Records from a dataset
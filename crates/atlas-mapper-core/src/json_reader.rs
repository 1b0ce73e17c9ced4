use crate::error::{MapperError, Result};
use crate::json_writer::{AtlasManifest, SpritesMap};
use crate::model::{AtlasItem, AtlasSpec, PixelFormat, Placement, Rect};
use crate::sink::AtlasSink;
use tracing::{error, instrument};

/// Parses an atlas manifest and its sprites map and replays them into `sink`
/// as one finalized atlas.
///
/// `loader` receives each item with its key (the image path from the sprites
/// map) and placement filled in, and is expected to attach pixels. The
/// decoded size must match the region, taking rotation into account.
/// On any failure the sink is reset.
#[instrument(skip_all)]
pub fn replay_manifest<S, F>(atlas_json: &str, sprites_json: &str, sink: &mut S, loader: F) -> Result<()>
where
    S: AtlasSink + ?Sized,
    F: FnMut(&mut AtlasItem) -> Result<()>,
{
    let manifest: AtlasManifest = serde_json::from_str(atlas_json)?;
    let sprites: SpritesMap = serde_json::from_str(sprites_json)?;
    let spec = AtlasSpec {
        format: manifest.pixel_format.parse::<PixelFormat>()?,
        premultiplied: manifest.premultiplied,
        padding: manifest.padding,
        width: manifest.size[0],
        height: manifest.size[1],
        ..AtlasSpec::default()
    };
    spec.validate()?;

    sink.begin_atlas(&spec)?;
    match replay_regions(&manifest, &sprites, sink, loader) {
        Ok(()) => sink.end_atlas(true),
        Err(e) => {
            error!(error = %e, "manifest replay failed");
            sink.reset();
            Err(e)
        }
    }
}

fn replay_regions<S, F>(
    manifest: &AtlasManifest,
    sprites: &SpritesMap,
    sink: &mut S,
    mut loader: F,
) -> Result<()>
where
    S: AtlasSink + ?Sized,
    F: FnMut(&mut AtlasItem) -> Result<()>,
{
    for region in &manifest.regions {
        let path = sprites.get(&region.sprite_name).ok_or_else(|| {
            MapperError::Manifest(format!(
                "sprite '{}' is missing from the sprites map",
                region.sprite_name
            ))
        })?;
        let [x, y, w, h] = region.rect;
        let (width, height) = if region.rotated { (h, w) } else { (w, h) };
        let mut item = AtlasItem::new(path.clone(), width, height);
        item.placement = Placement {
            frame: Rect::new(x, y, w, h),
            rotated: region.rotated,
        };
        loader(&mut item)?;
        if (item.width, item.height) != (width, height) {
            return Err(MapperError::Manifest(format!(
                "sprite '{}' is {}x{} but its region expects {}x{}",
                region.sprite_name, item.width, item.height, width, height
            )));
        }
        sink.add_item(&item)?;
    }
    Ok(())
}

DIRECTIONS: Give the number of lines in the entries that include the string "AtlasSpec", and nothing more.

SOLUTION TO THE EXERCISE: 3